The latest Confidential Reporting on Structural Safety (Cross) update highlights the dangers of knocking down walls in terraced housing.
Confidential reports that are submitted to Cross are de-identified before being reviewed by a panel of experts. The panel then makes comments that are intended to assist those who may be faced with similar issues. Five of the eight topics covered in the latest report cover issues that occurred during construction.
One of them concerns a terrace of four buildings, the third of which is being opened up. Two of the others have no cross walls on the ground floor and the person sending in the report noted that the spine wall in the last building has also been removed. This left the front 8m or 9m metres of these buildings with nothing but the glass windows to provide resistance to sway.
It is not, he told CROSS, a matter of conjecture that these buildings will eventually collapse. The only question is when. It might be 20 years but he would be very surprised if it were 100. He finds it very hard to believe that it is regarded as acceptable to remove stability of any building, let alone a whole row.
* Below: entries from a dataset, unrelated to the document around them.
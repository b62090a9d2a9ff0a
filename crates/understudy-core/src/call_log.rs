//! Invocation history of a test double.
//!
//! The dispatcher is the only writer. A record's slot is reserved when a call
//! begins and its outcome is filled in when the call ends, so records stay in
//! invocation order even when a fake re-enters the same double.

use crate::errors::Fault;
use chrono::{DateTime, Utc};
use std::sync::atomic::{AtomicU64, Ordering};

static SEQUENCE: AtomicU64 = AtomicU64::new(1);

/// Draws the next process-wide call sequence number.
pub(crate) fn next_sequence() -> u64 {
    SEQUENCE.fetch_add(1, Ordering::SeqCst)
}

/// Which part of the dispatch table answered a call.
#[derive(Debug, Clone, Copy, PartialEq, Eq)]
pub enum DispatchPath {
    /// An argument-conditioned entry, by position in the condition table.
    Conditioned(usize),
    /// A per-call override for the given call index.
    OnCall(usize),
    /// The double's default behavior.
    Default,
    /// Nothing was configured; the call produced no value.
    Unconfigured,
}

/// How a deferred result was configured to settle.
#[derive(Debug, Clone, PartialEq)]
pub enum Settlement<R> {
    /// Settles successfully with the value.
    Resolves(R),
    /// Settles with the fault.
    Rejects(Fault),
}

/// What a recorded call produced.
#[derive(Debug, Clone, PartialEq)]
pub enum Outcome<R> {
    /// The call is still running.
    Pending,
    /// Returned a value synchronously.
    Returned(R),
    /// Returned the receiver for chaining.
    ReturnedReceiver,
    /// Returned nothing.
    NoValue,
    /// Raised synchronously.
    Threw(Fault),
    /// Returned a deferred result.
    Deferred(Settlement<R>),
}

impl<R> Outcome<R> {
    /// True when the call raised synchronously.
    pub fn threw(&self) -> bool {
        matches!(self, Outcome::Threw(_))
    }

    /// The returned value, if the call returned one synchronously.
    pub fn returned(&self) -> Option<&R> {
        match self {
            Outcome::Returned(value) => Some(value),
            _ => None,
        }
    }
}

/// A reserved position in a [`CallLog`].
#[derive(Debug, Clone, Copy)]
pub(crate) struct Slot {
    index: usize,
    sequence: u64,
}

/// One invocation of a double.
#[derive(Debug, Clone)]
pub struct CallRecord<A, R> {
    /// Arguments the double received.
    pub args: A,
    /// Process-wide sequence number; orders calls across doubles.
    pub sequence: u64,
    /// Wall-clock time the call began.
    pub at: DateTime<Utc>,
    /// Which dispatch path answered.
    pub path: DispatchPath,
    /// What the call produced.
    pub outcome: Outcome<R>,
}

/// Append-only ledger of calls.
#[derive(Debug, Clone)]
pub struct CallLog<A, R> {
    records: Vec<CallRecord<A, R>>,
}

impl<A, R> Default for CallLog<A, R> {
    fn default() -> Self {
        Self { records: Vec::new() }
    }
}

impl<A, R> CallLog<A, R> {
    /// Creates an empty log.
    pub fn new() -> Self {
        Self::default()
    }

    /// Reserves a record for a call that is starting.
    pub(crate) fn begin(&mut self, args: A, path: DispatchPath) -> Slot {
        let sequence = next_sequence();
        self.records.push(CallRecord {
            args,
            sequence,
            at: Utc::now(),
            path,
            outcome: Outcome::Pending,
        });
        Slot {
            index: self.records.len() - 1,
            sequence,
        }
    }

    /// Fills in the outcome of a reserved record.
    ///
    /// If the log was cleared while the call was running the slot no longer
    /// exists and the outcome is dropped along with the rest of the history.
    pub(crate) fn finish(&mut self, slot: Slot, outcome: Outcome<R>) {
        if let Some(record) = self.records.get_mut(slot.index) {
            if record.sequence == slot.sequence {
                record.outcome = outcome;
            }
        }
    }

    pub(crate) fn clear(&mut self) {
        self.records.clear();
    }

    /// Number of recorded calls.
    pub fn call_count(&self) -> usize {
        self.records.len()
    }

    /// True if at least one call was recorded.
    pub fn was_called(&self) -> bool {
        !self.records.is_empty()
    }

    /// True if exactly one call was recorded.
    pub fn was_called_once(&self) -> bool {
        self.records.len() == 1
    }

    /// The `index`-th call, in invocation order.
    pub fn call_at(&self, index: usize) -> Option<&CallRecord<A, R>> {
        self.records.get(index)
    }

    pub fn first_call(&self) -> Option<&CallRecord<A, R>> {
        self.records.first()
    }

    pub fn last_call(&self) -> Option<&CallRecord<A, R>> {
        self.records.last()
    }

    /// All calls, in invocation order.
    pub fn all_calls(&self) -> &[CallRecord<A, R>] {
        &self.records
    }

    /// Sequence number of the first call, used for cross-double ordering.
    pub fn first_sequence(&self) -> Option<u64> {
        self.records.first().map(|r| r.sequence)
    }

    pub fn last_sequence(&self) -> Option<u64> {
        self.records.last().map(|r| r.sequence)
    }
}

impl<A: PartialEq, R> CallLog<A, R> {
    /// True if any call received exactly `args`.
    pub fn was_called_with(&self, args: &A) -> bool {
        self.records.iter().any(|r| &r.args == args)
    }

    /// Number of calls that received exactly `args`.
    pub fn call_count_with(&self, args: &A) -> usize {
        self.records.iter().filter(|r| &r.args == args).count()
    }

    /// True iff the log holds exactly one call and it received exactly `args`.
    pub fn was_called_once_with_exactly(&self, args: &A) -> bool {
        match self.records.as_slice() {
            [only] => &only.args == args,
            _ => false,
        }
    }
}

#[cfg(test)]
mod tests {
    use super::*;

    fn log_with(args: &[i32]) -> CallLog<i32, ()> {
        let mut log = CallLog::new();
        for arg in args {
            let slot = log.begin(*arg, DispatchPath::Default);
            log.finish(slot, Outcome::NoValue);
        }
        log
    }

    #[test]
    fn empty_log_reports_nothing() {
        let log: CallLog<i32, ()> = CallLog::new();
        assert_eq!(log.call_count(), 0);
        assert!(!log.was_called());
        assert!(!log.was_called_once());
        assert!(log.call_at(0).is_none());
        assert!(!log.was_called_once_with_exactly(&1));
    }

    #[test]
    fn records_keep_invocation_order() {
        let log = log_with(&[6, 8, 10]);
        let args: Vec<i32> = log.all_calls().iter().map(|r| r.args).collect();
        assert_eq!(args, vec![6, 8, 10]);
        assert_eq!(log.call_at(1).map(|r| r.args), Some(8));
        assert_eq!(log.first_call().map(|r| r.args), Some(6));
        assert_eq!(log.last_call().map(|r| r.args), Some(10));

        let sequences: Vec<u64> = log.all_calls().iter().map(|r| r.sequence).collect();
        assert!(sequences.windows(2).all(|w| w[0] < w[1]));
    }

    #[test]
    fn once_with_exactly_requires_a_single_matching_call() {
        assert!(log_with(&[1]).was_called_once_with_exactly(&1));
        assert!(!log_with(&[2]).was_called_once_with_exactly(&1));
        assert!(!log_with(&[1, 1]).was_called_once_with_exactly(&1));
        assert!(!log_with(&[1, 2]).was_called_once_with_exactly(&1));
    }

    #[test]
    fn counts_calls_per_argument() {
        let log = log_with(&[42, 1, 42]);
        assert_eq!(log.call_count_with(&42), 2);
        assert_eq!(log.call_count_with(&7), 0);
        assert!(log.was_called_with(&1));
    }

    #[test]
    fn outcome_can_be_filled_after_nested_calls() {
        let mut log: CallLog<&str, u8> = CallLog::new();
        let outer = log.begin("outer", DispatchPath::Default);
        let inner = log.begin("inner", DispatchPath::Default);
        log.finish(inner, Outcome::Returned(2));
        log.finish(outer, Outcome::Returned(1));

        assert_eq!(log.call_at(0).map(|r| r.args), Some("outer"));
        assert_eq!(log.call_at(0).and_then(|r| r.outcome.returned().copied()), Some(1));
        assert_eq!(log.call_at(1).and_then(|r| r.outcome.returned().copied()), Some(2));
    }

    #[test]
    fn finishing_after_clear_is_ignored() {
        let mut log: CallLog<i32, ()> = CallLog::new();
        let stale = log.begin(1, DispatchPath::Default);
        log.clear();
        let fresh = log.begin(2, DispatchPath::Default);
        log.finish(stale, Outcome::NoValue);
        assert_eq!(log.call_count(), 1);
        assert_eq!(log.call_at(0).map(|r| r.outcome.clone()), Some(Outcome::Pending));
        log.finish(fresh, Outcome::NoValue);
        assert_eq!(log.call_at(0).map(|r| r.outcome.clone()), Some(Outcome::NoValue));
    }
}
The report comments that it is a well-known problem but such work is often carried out by a jobbing builder, without proper structural engineering input. “Building Control may not be notified which means no one sees the ‘big picture’ of stability which should be considered for even the most minor of alterations. When there is a structural engineer it is their responsibility, even if appointed for only one unit within the terrace, to consider the wider implications of wall removal. A structural engineer becoming aware of the situation as described has a duty to pass on any concerns to building control.”
CIRIA is currently conducting a study into “Structural stability of buildings during refurbishment”. ‘Opening up’ may be fashionable but can be fatal, says the commentary in the Cross report.